(Dataset items)
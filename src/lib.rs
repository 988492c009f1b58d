//! NewsLens - sentiment reports for news text.
//!
//! Submitted text is split into blocks, each block is labelled by an
//! [`analyzer::Analyzer`], and the labelled items are rolled up into a
//! report aggregate. Reports belong to one user and can be shared with
//! others; [`orchestrator::ReportService`] is the entry point for both.

pub mod analysis;
pub mod analyzer;
pub mod cli;
pub mod config;
pub mod error;
pub mod models;
pub mod orchestrator;
pub mod report;
pub mod sharing;
pub mod store;

pub use error::{NewsLensError, Result, StoreError};
pub use orchestrator::{OrchestratorConfig, ReportService};
//! Report creation and the report/sharing API.
//!
//! A new report goes through one pass: split the raw text into blocks,
//! analyze the blocks with a bounded number of concurrent analyzer calls,
//! aggregate the resulting items and commit report, items and aggregate to
//! the store as one unit. A block whose analysis fails or times out becomes
//! a neutral item; only a submission where every block fails is rejected.

pub mod split;

pub use split::{split_blocks, SplitPolicy};

use crate::analysis::aggregate;
use crate::analyzer::{Analysis, Analyzer};
use crate::config::Config;
use crate::error::{NewsLensError, Result};
use crate::models::{encode_tags, Item, Report, ReportId, User, UserId};
use crate::sharing::{ReconcileOutcome, SharingService};
use crate::store::RecordStore;
use chrono::Utc;
use futures::stream::{self, StreamExt};
use std::collections::BTreeSet;
use std::sync::Arc;
use std::time::Duration;
use tracing::{debug, info, warn};

/// Longest accepted user handle.
pub const MAX_HANDLE_LEN: usize = 64;

/// Settings for report creation.
#[derive(Debug, Clone)]
pub struct OrchestratorConfig {
    /// Maximum analyzer calls in flight for one report.
    pub concurrency: usize,
    /// Deadline for each analyzer call.
    pub call_timeout: Duration,
    pub split: SplitPolicy,
    /// Largest number of blocks accepted in one submission.
    pub max_blocks: usize,
}

impl Default for OrchestratorConfig {
    fn default() -> Self {
        Self {
            concurrency: 4,
            call_timeout: Duration::from_secs(60),
            split: SplitPolicy::default(),
            max_blocks: 200,
        }
    }
}

impl From<&Config> for OrchestratorConfig {
    fn from(config: &Config) -> Self {
        Self {
            concurrency: config.general.concurrency.max(1),
            call_timeout: Duration::from_secs(config.model.timeout_seconds),
            split: config.analysis.split.clone(),
            max_blocks: config.analysis.max_blocks,
        }
    }
}

/// Creates reports and serves them to their owners and recipients.
pub struct ReportService {
    store: Arc<dyn RecordStore>,
    analyzer: Arc<dyn Analyzer>,
    sharing: SharingService,
    config: OrchestratorConfig,
}

impl ReportService {
    pub fn new(
        store: Arc<dyn RecordStore>,
        analyzer: Arc<dyn Analyzer>,
        config: OrchestratorConfig,
    ) -> Self {
        Self {
            sharing: SharingService::new(store.clone()),
            store,
            analyzer,
            config,
        }
    }

    pub fn sharing(&self) -> &SharingService {
        &self.sharing
    }

    /// Register a user with a unique handle.
    pub fn register_user(&self, handle: &str) -> Result<User> {
        let handle = handle.trim();
        if handle.is_empty() {
            return Err(NewsLensError::Validation("handle cannot be empty".to_string()));
        }
        if handle.chars().count() > MAX_HANDLE_LEN {
            return Err(NewsLensError::Validation(format!(
                "handle is longer than {} characters",
                MAX_HANDLE_LEN
            )));
        }

        let user = self.store.create_user(handle)?;
        info!("Registered {} as {}", user.handle, user.id);
        Ok(user)
    }

    pub fn find_user(&self, handle: &str) -> Result<User> {
        self.store
            .user_by_handle(handle.trim())
            .ok_or_else(|| NewsLensError::NotFound(format!("user '{}' does not exist", handle)))
    }

    pub fn user(&self, id: UserId) -> Result<User> {
        self.store
            .user(id)
            .ok_or_else(|| NewsLensError::user_not_found(id))
    }

    pub fn list_users(&self) -> Vec<User> {
        self.store.users()
    }

    /// Delete a user, their reports and every grant involving them.
    pub fn remove_user(&self, user: UserId) -> Result<()> {
        let owned = self.store.reports_owned_by(user);
        self.store.delete_user(user)?;
        for report in owned {
            self.sharing.forget(report.id);
        }
        info!("Removed {}", user);
        Ok(())
    }

    /// Analyze `raw_text` and store it as a new report owned by `owner`.
    pub async fn create_report(
        &self,
        owner: UserId,
        raw_text: &str,
        name: Option<String>,
    ) -> Result<Report> {
        if self.store.user(owner).is_none() {
            return Err(NewsLensError::user_not_found(owner));
        }

        let blocks = split_blocks(raw_text, &self.config.split);
        if blocks.is_empty() {
            return Err(NewsLensError::Validation(
                "submission contains no text to analyze".to_string(),
            ));
        }
        if blocks.len() > self.config.max_blocks {
            return Err(NewsLensError::Validation(format!(
                "submission has {} blocks, the limit is {}",
                blocks.len(),
                self.config.max_blocks
            )));
        }

        info!(
            "Analyzing {} blocks for {} (concurrency {})",
            blocks.len(),
            owner,
            self.config.concurrency
        );

        let analyses: Vec<Option<Analysis>> = stream::iter(blocks.iter().enumerate())
            .map(|(index, block)| self.analyze_block(index, block))
            .buffered(self.config.concurrency.max(1))
            .collect()
            .await;

        let degraded = analyses.iter().filter(|a| a.is_none()).count();
        if degraded == blocks.len() {
            return Err(NewsLensError::AnalysisFailure(format!(
                "all {} blocks failed analysis",
                blocks.len()
            )));
        }
        if degraded > 0 {
            warn!(
                "{} of {} blocks fell back to a neutral result",
                degraded,
                blocks.len()
            );
        }

        let report_id = self.store.next_report_id();
        let items: Vec<Item> = blocks
            .into_iter()
            .zip(analyses)
            .enumerate()
            .map(|(position, (text, analysis))| {
                let analysis = analysis.unwrap_or_else(Analysis::neutral);
                Item {
                    id: self.store.next_item_id(),
                    report_id,
                    position,
                    text,
                    label: analysis.label,
                    score: analysis.score,
                    intents: encode_tags(&analysis.intents),
                    keywords: encode_tags(&analysis.keywords),
                    published_at: analysis.published_at,
                }
            })
            .collect();

        let aggregate = aggregate(&items);
        let report = Report {
            id: report_id,
            owner,
            created_at: Utc::now(),
            name: name
                .map(|n| n.trim().to_string())
                .filter(|n| !n.is_empty()),
            overall_label: aggregate.overall_label,
            overall_score: aggregate.overall_score,
            aggregate,
            degraded_items: degraded,
        };

        self.store.commit_report(report.clone(), items)?;

        info!(
            "Created {} with overall sentiment {} ({:+.3})",
            report.id, report.overall_label, report.overall_score
        );
        Ok(report)
    }

    /// Analyze one block, absorbing errors and timeouts.
    async fn analyze_block(&self, index: usize, block: &str) -> Option<Analysis> {
        debug!("Analyzing block {} ({} chars)", index + 1, block.len());

        match tokio::time::timeout(self.config.call_timeout, self.analyzer.analyze(block)).await {
            Ok(Ok(analysis)) => Some(analysis),
            Ok(Err(e)) => {
                warn!("Analysis of block {} failed: {:#}", index + 1, e);
                None
            }
            Err(_) => {
                warn!(
                    "Analysis of block {} timed out after {:?}",
                    index + 1,
                    self.config.call_timeout
                );
                None
            }
        }
    }

    /// Load a report `requester` may view.
    pub fn get_report(&self, report: ReportId, requester: UserId) -> Result<Report> {
        let report = self
            .store
            .report(report)
            .ok_or_else(|| NewsLensError::report_not_found(report))?;

        if !self.sharing.can_view(&report, requester) {
            return Err(NewsLensError::Permission(format!(
                "{} is not shared with {}",
                report.id, requester
            )));
        }

        Ok(report)
    }

    /// Items of a report `requester` may view, in submission order.
    pub fn get_report_items(&self, report: ReportId, requester: UserId) -> Result<Vec<Item>> {
        let report = self.get_report(report, requester)?;
        Ok(self.store.items(report.id))
    }

    /// Reports owned by `user`, newest first.
    pub fn list_owned_reports(&self, user: UserId) -> Result<Vec<Report>> {
        if self.store.user(user).is_none() {
            return Err(NewsLensError::user_not_found(user));
        }
        Ok(self.store.reports_owned_by(user))
    }

    pub fn list_shared_reports(&self, user: UserId) -> Result<Vec<Report>> {
        self.sharing.list_shared_with(user)
    }

    pub fn grant_share(&self, report: ReportId, acting: UserId, recipient: UserId) -> Result<()> {
        self.sharing.grant(report, acting, recipient)
    }

    pub fn revoke_share(&self, report: ReportId, acting: UserId, recipient: UserId) -> Result<()> {
        self.sharing.revoke(report, acting, recipient)
    }

    pub fn reconcile_shares(
        &self,
        report: ReportId,
        acting: UserId,
        recipients: &BTreeSet<UserId>,
    ) -> Result<ReconcileOutcome> {
        self.sharing.reconcile(report, acting, recipients)
    }

    /// Delete a report with its items and grants. Owner only.
    pub fn delete_report(&self, report: ReportId, acting: UserId) -> Result<()> {
        let found = self
            .store
            .report(report)
            .ok_or_else(|| NewsLensError::report_not_found(report))?;

        if found.owner != acting {
            return Err(NewsLensError::Permission(format!(
                "only the owner can delete {}",
                report
            )));
        }

        self.store.delete_report(report)?;
        self.sharing.forget(report);
        info!("Deleted {}", report);
        Ok(())
    }
}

**EXERCISE REQUIREMENTS:**
Retype exactly the lines from the start of the entries through the one with "pub const MAX_HANDLE_LEN: usize = 64;"; include both ends.

**SOLUTION TO THIS TASK:**
filename src/lib.rs
repository 988492c009f1b58d
//! NewsLens - sentiment reports for news text.
//!
//! Submitted text is split into blocks, each block is labelled by an
//! [`analyzer::Analyzer`], and the labelled items are rolled up into a
//! report aggregate. Reports belong to one user and can be shared with
//! others; [`orchestrator::ReportService`] is the entry point for both.

pub mod analysis;
pub mod analyzer;
pub mod cli;
pub mod config;
pub mod error;
pub mod models;
pub mod orchestrator;
pub mod report;
pub mod sharing;
pub mod store;

pub use error::{NewsLensError, Result, StoreError};
pub use orchestrator::{OrchestratorConfig, ReportService};
//! Report creation and the report/sharing API.
//!
//! A new report goes through one pass: split the raw text into blocks,
//! analyze the blocks with a bounded number of concurrent analyzer calls,
//! aggregate the resulting items and commit report, items and aggregate to
//! the store as one unit. A block whose analysis fails or times out becomes
//! a neutral item; only a submission where every block fails is rejected.

pub mod split;

pub use split::{split_blocks, SplitPolicy};

use crate::analysis::aggregate;
use crate::analyzer::{Analysis, Analyzer};
use crate::config::Config;
use crate::error::{NewsLensError, Result};
use crate::models::{encode_tags, Item, Report, ReportId, User, UserId};
use crate::sharing::{ReconcileOutcome, SharingService};
use crate::store::RecordStore;
use chrono::Utc;
use futures::stream::{self, StreamExt};
use std::collections::BTreeSet;
use std::sync::Arc;
use std::time::Duration;
use tracing::{debug, info, warn};

/// Longest accepted user handle.
pub const MAX_HANDLE_LEN: usize = 64;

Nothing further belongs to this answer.